At 37 years old, Ms. Hamer launched her career in political activism, which soon became her chief mission in life. Ms. Hamer attended a meeting hosted by the Student Nonviolent Coordinating Committee (SNCC) and the Southern Christian Leadership Conference (SLCL) where she first registered to vote and became a field worker on the voter registration committee.   In 1964, she attended the Democratic Convention in Atlanta and eventually helped found the Mississippi Freedom Democratic Party. Ms. Hamer became one of the many faces of the civil rights struggle in Mississippi.

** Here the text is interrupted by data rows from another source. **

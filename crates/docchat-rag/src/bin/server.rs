//! Document chat server binary
//!
//! Run with: cargo run -p docchat-rag --bin docchat-rag-server

use docchat_rag::{config::RagConfig, server::RagServer};
use tracing_subscriber::{layer::SubscriberExt, util::SubscriberInitExt};

#[tokio::main]
async fn main() -> anyhow::Result<()> {
    // Initialize tracing
    tracing_subscriber::registry()
        .with(
            tracing_subscriber::EnvFilter::try_from_default_env()
                .unwrap_or_else(|_| "docchat_rag=info,tower_http=debug".into()),
        )
        .with(tracing_subscriber::fmt::layer())
        .init();

    let config = RagConfig::load()?;

    tracing::info!("Configuration loaded");
    tracing::info!("  - Vectorizer: {}", config.vectorizer.strategy.as_str());
    tracing::info!(
        "  - Chunking: {} words, {} overlap",
        config.chunking.window_words,
        config.chunking.overlap_words
    );
    tracing::info!("  - Top K: {}", config.retrieval.top_k);
    tracing::info!("  - LLM: {:?} ({})", config.llm.provider, config.llm.model());

    let server = RagServer::new(config)?;

    println!("\nServer starting...");
    println!("  API: http://{}", server.address());
    println!("  Health: http://{}/health", server.address());
    println!("  API Info: http://{}/api/info", server.address());
    println!("\nEndpoints:");
    println!("  POST /api/upload - Upload documents");
    println!("  POST /api/chat   - Ask questions");
    println!("  GET  /api/stats  - Index statistics");
    println!("\nPress Ctrl+C to stop\n");

    server.start().await?;

    Ok(())
}
//! Error types for the document chat service

use axum::{
    http::StatusCode,
    response::{IntoResponse, Response},
    Json,
};
use serde_json::json;
use thiserror::Error;

/// Result type alias for RAG operations
pub type Result<T> = std::result::Result<T, Error>;

/// Service errors
#[derive(Debug, Error)]
pub enum Error {
    /// Invalid configuration (chunk window/overlap, retrieval settings, ...)
    #[error("Configuration error: {0}")]
    Config(String),

    /// Document content could not be extracted
    #[error("Failed to extract text from '{filename}': {message}")]
    Extraction { filename: String, message: String },

    /// Declared format is not one of pdf, docx, txt
    #[error("Unsupported file format: {0}")]
    UnsupportedFormat(String),

    /// A chunk with the same (source, position) is already indexed
    #[error("Chunk {position} of '{document}' is already indexed")]
    DuplicateKey { document: String, position: usize },

    /// Generation or embedding service failure
    #[error("External service error: {0}")]
    ExternalService(String),

    /// Query string was missing or blank
    #[error("No message provided")]
    EmptyQuery,

    /// Upload request carried no files
    #[error("No files provided")]
    NoFiles,

    /// IO error
    #[error("IO error: {0}")]
    Io(#[from] std::io::Error),

    /// JSON error
    #[error("JSON error: {0}")]
    Json(#[from] serde_json::Error),

    /// HTTP request error
    #[error("HTTP request error: {0}")]
    Http(#[from] reqwest::Error),

    /// Internal error
    #[error("Internal error: {0}")]
    Internal(String),
}

impl Error {
    /// Create an extraction error
    pub fn extraction(filename: impl Into<String>, message: impl Into<String>) -> Self {
        Self::Extraction {
            filename: filename.into(),
            message: message.into(),
        }
    }

    /// Create a config error
    pub fn config(message: impl Into<String>) -> Self {
        Self::Config(message.into())
    }

    /// Create an external service error
    pub fn external(message: impl Into<String>) -> Self {
        Self::ExternalService(message.into())
    }

    /// Create an internal error
    pub fn internal(message: impl Into<String>) -> Self {
        Self::Internal(message.into())
    }

    /// Whether retrying the same operation may succeed.
    ///
    /// Format, configuration and integrity errors are deterministic and never
    /// retryable. Service failures are, and so are transient IO conditions.
    pub fn is_retryable(&self) -> bool {
        match self {
            Error::ExternalService(_) | Error::Http(_) => true,
            Error::Io(err) => matches!(
                err.kind(),
                std::io::ErrorKind::Interrupted
                    | std::io::ErrorKind::WouldBlock
                    | std::io::ErrorKind::TimedOut
            ),
            _ => false,
        }
    }
}

impl IntoResponse for Error {
    fn into_response(self) -> Response {
        let (status, error_type) = match &self {
            Error::Config(_) => (StatusCode::BAD_REQUEST, "config_error"),
            Error::Extraction { .. } => (StatusCode::UNPROCESSABLE_ENTITY, "extraction_error"),
            Error::UnsupportedFormat(_) => {
                (StatusCode::UNSUPPORTED_MEDIA_TYPE, "unsupported_format")
            }
            Error::DuplicateKey { .. } => (StatusCode::CONFLICT, "duplicate_key"),
            Error::ExternalService(_) => (StatusCode::BAD_GATEWAY, "external_service_error"),
            Error::EmptyQuery => (StatusCode::BAD_REQUEST, "empty_query"),
            Error::NoFiles => (StatusCode::BAD_REQUEST, "no_files"),
            Error::Io(_) => (StatusCode::INTERNAL_SERVER_ERROR, "io_error"),
            Error::Json(_) => (StatusCode::BAD_REQUEST, "json_error"),
            Error::Http(_) => (StatusCode::BAD_GATEWAY, "http_error"),
            Error::Internal(_) => (StatusCode::INTERNAL_SERVER_ERROR, "internal_error"),
        };

        let body = Json(json!({
            "error": {
                "type": error_type,
                "message": self.to_string(),
            }
        }));

        (status, body).into_response()
    }
}

#[cfg(test)]
mod tests {
    use super::*;

    #[test]
    fn test_retryable_kinds() {
        assert!(Error::external("timeout").is_retryable());
        assert!(Error::Io(std::io::Error::from(std::io::ErrorKind::Interrupted)).is_retryable());

        assert!(!Error::Io(std::io::Error::from(std::io::ErrorKind::NotFound)).is_retryable());
        assert!(!Error::extraction("a.pdf", "corrupt").is_retryable());
        assert!(!Error::UnsupportedFormat("xls".into()).is_retryable());
        assert!(!Error::config("overlap >= window").is_retryable());
        assert!(!Error::DuplicateKey { document: "a.txt".into(), position: 0 }.is_retryable());
    }

    #[test]
    fn test_status_codes() {
        assert_eq!(Error::EmptyQuery.into_response().status(), StatusCode::BAD_REQUEST);
        assert_eq!(
            Error::UnsupportedFormat("xls".into()).into_response().status(),
            StatusCode::UNSUPPORTED_MEDIA_TYPE
        );
        assert_eq!(
            Error::DuplicateKey { document: "a.txt".into(), position: 3 }
                .into_response()
                .status(),
            StatusCode::CONFLICT
        );
    }
}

While the Voting Rights Act of 1965 codified what Ms. Hamer fought so hard for in our country, there still remains much to do. Before the 2016 election, 14 states adopted new voter laws under the guise of combating voter fraud, which essentially created new barriers to voting for tens of thousands of low-income citizens and citizens of color. Later, the Supreme Court decision in Shelby v. Holder left many across the nation without their fundamental right to vote by reversing a key formula used in the Voting Rights Act to hold states accountable. On May 11, 2017, President Trump issued an executive order that would create an “election integrity” commission, which has been stated to combat voter fraud, but in reality will lead to a repeat of the egregious mistakes of our past.

Ms. Hamer’s persistence and diligence in her fight for voting rights was integral to the Civil Rights Movement and the eventual passage of legislation that protected the right to vote for all citizens. We must continue to remember her struggle, as the struggle continues even to this day. By honoring Ms. Hamer’s legacy, we can learn from the mistakes of our past and recognize those who had fought for a better future. She is definitely an exemplary model of what it looks like to stand firm for equality when it comes to voting rights. So I will remain determined to push the current Administration to understand how imperative it is to actually provide solutions to the true issue of voter suppression and not voter fraud.